### GOAL OF THE EXERCISE
Search the records for the word "RateLimited". Copy every line where it appears.

### SUPPLIED DATA
use anyhow::{Context, Result};
use serde::{Deserialize, Serialize};
use std::path::{Path, PathBuf};
use url::Url;

/// Google Calendar caps `maxResults` per page at this value.
const GOOGLE_MAX_RESULTS: u32 = 2500;

/// Configuration validation errors
#[derive(Debug, Clone)]
pub struct ConfigValidationError {
    pub field: String,
    pub message: String,
}

impl std::fmt::Display for ConfigValidationError {
    fn fmt(&self, f: &mut std::fmt::Formatter<'_>) -> std::fmt::Result {
        write!(f, "{}: {}", self.field, self.message)
    }
}

/// Result of config validation
#[derive(Debug, Clone, Default)]
pub struct ValidationResult {
    pub errors: Vec<ConfigValidationError>,
    pub warnings: Vec<ConfigValidationError>,
}

impl ValidationResult {
    /// Returns true if there are no errors (warnings are OK)
    pub fn is_valid(&self) -> bool {
        self.errors.is_empty()
    }

    pub fn add_error(&mut self, field: impl Into<String>, message: impl Into<String>) {
        self.errors.push(ConfigValidationError {
            field: field.into(),
            message: message.into(),
        });
    }

    pub fn add_warning(&mut self, field: impl Into<String>, message: impl Into<String>) {
        self.warnings.push(ConfigValidationError {
            field: field.into(),
            message: message.into(),
        });
    }

    /// Semicolon-joined summary of all errors
    pub fn error_summary(&self) -> String {
        self.errors
            .iter()
            .map(|e| e.to_string())
            .collect::<Vec<_>>()
            .join("; ")
    }
}

#[derive(Debug, Clone, Serialize, Deserialize)]
pub struct Config {
    /// Application configuration directory
    pub config_dir: PathBuf,

    /// Google OAuth client settings
    #[serde(default)]
    pub google: GoogleConfig,

    /// Calendar widget settings
    #[serde(default)]
    pub calendar: CalendarSettings,
}

/// Google OAuth client configuration
#[derive(Debug, Clone, Serialize, Deserialize)]
pub struct GoogleConfig {
    /// OAuth client ID from the Google Developer Console
    pub client_id: String,
    /// OAuth client secret
    pub client_secret: String,
    /// Local port for the OAuth redirect listener
    #[serde(default = "default_callback_port")]
    pub callback_port: u16,
}

fn default_callback_port() -> u16 {
    8080
}

impl GoogleConfig {
    /// Check if credentials are configured (not placeholders)
    pub fn is_configured(&self) -> bool {
        !self.client_id.is_empty()
            && !self.client_secret.is_empty()
            && !self.client_id.starts_with("YOUR_")
            && !self.client_secret.starts_with("YOUR_")
    }
}

impl Default for GoogleConfig {
    fn default() -> Self {
        Self {
            client_id: "YOUR_CLIENT_ID".to_string(),
            client_secret: "YOUR_CLIENT_SECRET".to_string(),
            callback_port: default_callback_port(),
        }
    }
}

#[derive(Debug, Clone, Serialize, Deserialize)]
pub struct CalendarSettings {
    /// Calendar to mirror; Google accepts "primary" for the signed-in user
    #[serde(default = "default_calendar_id")]
    pub calendar_id: String,

    /// IANA zone used for date keys and displayed times
    #[serde(default = "default_time_zone")]
    pub time_zone: String,

    /// Rows in the list view
    #[serde(default = "default_list_max_results")]
    pub list_max_results: u32,

    /// Rows in the dashboard upcoming-events list
    #[serde(default = "default_upcoming_max_results")]
    pub upcoming_max_results: u32,

    /// Events fetched for one month grid
    #[serde(default = "default_month_max_results")]
    pub month_max_results: u32,

    /// HTTP timeout for calendar requests
    #[serde(default = "default_request_timeout_secs")]
    pub request_timeout_secs: u64,

    /// Calendar API root (override for testing)
    #[serde(default = "default_api_base_url")]
    pub api_base_url: String,
}

fn default_calendar_id() -> String {
    "primary".to_string()
}

fn default_time_zone() -> String {
    "UTC".to_string()
}

fn default_list_max_results() -> u32 {
    30
}

fn default_upcoming_max_results() -> u32 {
    10
}

fn default_month_max_results() -> u32 {
    250
}

fn default_request_timeout_secs() -> u64 {
    30
}

fn default_api_base_url() -> String {
    "https://www.googleapis.com/calendar/v3".to_string()
}

impl Default for CalendarSettings {
    fn default() -> Self {
        Self {
            calendar_id: default_calendar_id(),
            time_zone: default_time_zone(),
            list_max_results: default_list_max_results(),
            upcoming_max_results: default_upcoming_max_results(),
            month_max_results: default_month_max_results(),
            request_timeout_secs: default_request_timeout_secs(),
            api_base_url: default_api_base_url(),
        }
    }
}

impl CalendarSettings {
    /// Parsed display time zone, UTC if the configured name is unknown.
    pub fn tz(&self) -> chrono_tz::Tz {
        self.time_zone.parse().unwrap_or_else(|_| {
            tracing::warn!("Unknown time zone {:?}, using UTC", self.time_zone);
            chrono_tz::UTC
        })
    }
}

impl Default for Config {
    fn default() -> Self {
        let config_dir = dirs::config_dir()
            .unwrap_or_else(|| PathBuf::from("."))
            .join("parchment");

        Self {
            config_dir,
            google: GoogleConfig::default(),
            calendar: CalendarSettings::default(),
        }
    }
}

impl Config {
    /// Load configuration from the default location, creating it if missing
    pub fn load() -> Result<Self> {
        Self::load_from(&Self::config_path()?)
    }

    /// Load configuration from `path`, writing defaults there if it doesn't exist
    pub fn load_from(path: &Path) -> Result<Self> {
        if !path.exists() {
            let config = Self::default();
            config.save_to(path)?;
            return Ok(config);
        }

        let contents = std::fs::read_to_string(path).context("Failed to read config file")?;

        let config: Config = toml::from_str(&contents).context("Failed to parse config file")?;

        Ok(config)
    }

    /// Load configuration and validate it
    ///
    /// Warnings are logged; errors fail the load.
    pub fn load_validated() -> Result<(Self, ValidationResult)> {
        let config = Self::load()?;
        let validation = config.validate();

        if !validation.is_valid() {
            anyhow::bail!(
                "Configuration validation failed: {}",
                validation.error_summary()
            );
        }

        for warning in &validation.warnings {
            tracing::warn!("Config warning: {}", warning);
        }

        Ok((config, validation))
    }

    pub fn validate(&self) -> ValidationResult {
        let mut result = ValidationResult::default();
        let calendar = &self.calendar;

        self.validate_url(&calendar.api_base_url, "calendar.api_base_url", &mut result);

        if calendar.calendar_id.trim().is_empty() {
            result.add_error("calendar.calendar_id", "Calendar id must not be empty");
        }

        if calendar.time_zone.parse::<chrono_tz::Tz>().is_err() {
            result.add_error(
                "calendar.time_zone",
                format!("Unknown IANA time zone: {}", calendar.time_zone),
            );
        }

        for (field, value) in [
            ("calendar.list_max_results", calendar.list_max_results),
            ("calendar.upcoming_max_results", calendar.upcoming_max_results),
            ("calendar.month_max_results", calendar.month_max_results),
        ] {
            if value == 0 {
                result.add_error(field, "Must be greater than 0");
            } else if value > GOOGLE_MAX_RESULTS {
                result.add_warning(
                    field,
                    format!("Google returns at most {} events per page", GOOGLE_MAX_RESULTS),
                );
            }
        }

        if calendar.request_timeout_secs == 0 {
            result.add_error("calendar.request_timeout_secs", "Timeout must be greater than 0");
        }

        if self.google.callback_port == 0 {
            result.add_error("google.callback_port", "Port cannot be 0");
        }

        if !self.google.is_configured() {
            result.add_warning(
                "google",
                "Google OAuth not configured - the calendar will stay signed out",
            );
        }

        result
    }

    fn validate_url(&self, url_str: &str, field_name: &str, result: &mut ValidationResult) {
        match Url::parse(url_str) {
            Ok(url) => {
                if url.scheme() != "http" && url.scheme() != "https" {
                    result.add_error(
                        field_name,
                        format!("URL must use http or https scheme, got: {}", url.scheme()),
                    );
                }
                if url.host().is_none() {
                    result.add_error(field_name, "URL must have a host");
                }
            }
            Err(e) => {
                result.add_error(field_name, format!("Invalid URL: {}", e));
            }
        }
    }

    /// Save configuration to the default location
    pub fn save(&self) -> Result<()> {
        self.save_to(&Self::config_path()?)
    }

    pub fn save_to(&self, path: &Path) -> Result<()> {
        if let Some(parent) = path.parent() {
            std::fs::create_dir_all(parent).context("Failed to create config directory")?;
        }

        let contents = toml::to_string_pretty(self).context("Failed to serialize config")?;

        std::fs::write(path, contents).context("Failed to write config file")?;

        Ok(())
    }

    fn config_path() -> Result<PathBuf> {
        let config_dir = dirs::config_dir()
            .context("Failed to get config directory")?
            .join("parchment");

        Ok(config_dir.join("config.toml"))
    }
}
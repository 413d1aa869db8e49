//! Calendar fetch errors.

use thiserror::Error;

/// A failed EventSource call. Rendered inline; never fatal to the page.
#[derive(Error, Debug)]
pub enum FetchError {
    #[error("Authentication required")]
    AuthRequired,

    #[error("Token expired")]
    TokenExpired,

    #[error("Rate limited, retry after {0} seconds")]
    RateLimited(u64),

    #[error("Calendar not found: {0}")]
    CalendarNotFound(String),

    #[error("Invalid event data: {0}")]
    InvalidEventData(String),

    #[error("Request timed out")]
    Timeout,

    #[error("API error: {0}")]
    ApiError(String),

    #[error("Network error: {0}")]
    NetworkError(reqwest::Error),
}

impl From<reqwest::Error> for FetchError {
    fn from(err: reqwest::Error) -> Self {
        if err.is_timeout() {
            Self::Timeout
        } else {
            Self::NetworkError(err)
        }
    }
}

impl FetchError {
    /// Technical description, as the API reported it.
    pub fn message(&self) -> String {
        self.to_string()
    }

    /// User-friendly error message for the inline error state.
    pub fn user_message(&self) -> String {
        match self {
            Self::AuthRequired => "Please sign in to your Google account".to_string(),
            Self::TokenExpired => "Your session has expired. Please sign in again.".to_string(),
            Self::RateLimited(secs) => format!("Too many requests. Please wait {} seconds.", secs),
            Self::CalendarNotFound(_) => "Calendar not found".to_string(),
            Self::InvalidEventData(msg) => format!("Invalid event: {}", msg),
            Self::Timeout => "The calendar took too long to respond. Please try again.".to_string(),
            Self::ApiError(msg) => format!("Calendar error: {}", msg),
            Self::NetworkError(_) => "Network error. Check your connection.".to_string(),
        }
    }

    /// Whether the credential is no longer accepted.
    pub fn should_refresh_token(&self) -> bool {
        matches!(self, Self::TokenExpired | Self::AuthRequired)
    }
}
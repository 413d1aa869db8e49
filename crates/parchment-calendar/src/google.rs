//! [`EventSource`] backed by Google sign-in and the Calendar API.

use std::time::Duration;

use anyhow::Context;
use parchment_auth::{GoogleSignIn, SecureStorage};
use parchment_core::{AuthError, Config};

use crate::client::CalendarClient;
use crate::context::Readiness;
use crate::error::FetchError;
use crate::source::{Credential, EventQuery, EventSource};
use crate::types::CalendarEvent;

pub struct GoogleEventSource {
    /// Absent until an OAuth client is configured
    sign_in: Option<GoogleSignIn>,
    api: CalendarClient,
}

impl GoogleEventSource {
    pub fn new(sign_in: Option<GoogleSignIn>, api: CalendarClient) -> Self {
        Self { sign_in, api }
    }

    /// Build the API client and, when credentials are configured, the sign-in flow.
    pub fn from_config(config: &Config) -> anyhow::Result<Self> {
        let timeout = Duration::from_secs(config.calendar.request_timeout_secs);
        let api = CalendarClient::with_base_url(&config.calendar.api_base_url, timeout)
            .context("Failed to build Calendar API client")?;

        let storage = SecureStorage::new(config.config_dir.join("tokens"));
        let sign_in = match GoogleSignIn::from_config(&config.google, storage) {
            Ok(sign_in) => Some(sign_in),
            Err(AuthError::NotConfigured) => {
                tracing::warn!("Google OAuth client not configured; calendar sign-in disabled");
                None
            }
            Err(e) => return Err(e.into()),
        };

        Ok(Self::new(sign_in, api))
    }

    /// Credential already on disk, if any. Never starts an interactive sign-in.
    pub fn stored_credential(&self) -> Option<Credential> {
        self.sign_in.as_ref().and_then(GoogleSignIn::stored_token)
    }

    pub fn readiness(&self) -> Readiness {
        Readiness {
            api_ready: true,
            identity_ready: self.sign_in.is_some(),
        }
    }
}

impl EventSource for GoogleEventSource {
    async fn authenticate(&self) -> Result<Credential, AuthError> {
        match &self.sign_in {
            Some(sign_in) => sign_in.request_access_token().await,
            None => Err(AuthError::NotConfigured),
        }
    }

    async fn list_events(
        &self,
        credential: &Credential,
        query: &EventQuery,
    ) -> Result<Vec<CalendarEvent>, FetchError> {
        self.api.list_events(credential, query).await
    }

    async fn revoke(&self, credential: &Credential) -> Result<(), AuthError> {
        match &self.sign_in {
            Some(sign_in) => sign_in.revoke(credential).await,
            None => Err(AuthError::NotConfigured),
        }
    }
}

#[cfg(test)]
mod tests {
    #![allow(clippy::unwrap_used)]
    use super::*;
    use parchment_core::GoogleConfig;

    fn config(google: GoogleConfig) -> Config {
        let dir = std::env::temp_dir().join("parchment-google-source-test");
        Config {
            config_dir: dir,
            google,
            ..Config::default()
        }
    }

    fn configured() -> GoogleConfig {
        GoogleConfig {
            client_id: "1234.apps.googleusercontent.com".into(),
            client_secret: "secret".into(),
            ..GoogleConfig::default()
        }
    }

    #[tokio::test]
    async fn test_unconfigured_source_cannot_connect() {
        let source = GoogleEventSource::from_config(&config(GoogleConfig::default())).unwrap();
        assert!(!source.readiness().can_connect());
        assert!(matches!(
            source.authenticate().await,
            Err(AuthError::NotConfigured)
        ));
    }

    #[test]
    fn test_configured_source_is_ready() {
        let source = GoogleEventSource::from_config(&config(configured())).unwrap();
        assert!(source.readiness().can_connect());
    }

    #[test]
    fn test_stored_credential_reads_token_file_only() {
        let dir = tempfile::tempdir().unwrap();
        let config = Config {
            config_dir: dir.path().to_path_buf(),
            google: configured(),
            ..Config::default()
        };
        let source = GoogleEventSource::from_config(&config).unwrap();
        assert!(source.stored_credential().is_none());

        let expired = Credential {
            access_token: "old".into(),
            refresh_token: Some("refresh".into()),
            expires_at: 0,
            scopes: vec![],
        };
        SecureStorage::new(dir.path().join("tokens"))
            .store_token("google", &expired)
            .unwrap();

        assert_eq!(source.stored_credential(), Some(expired));
    }

    #[test]
    fn test_unconfigured_source_has_no_stored_credential() {
        let source = GoogleEventSource::from_config(&config(GoogleConfig::default())).unwrap();
        assert!(source.stored_credential().is_none());
    }
}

### ANSWER TO THE PROBLEM
    RateLimited(u64),
            Self::RateLimited(secs) => format!("Too many requests. Please wait {} seconds.", secs),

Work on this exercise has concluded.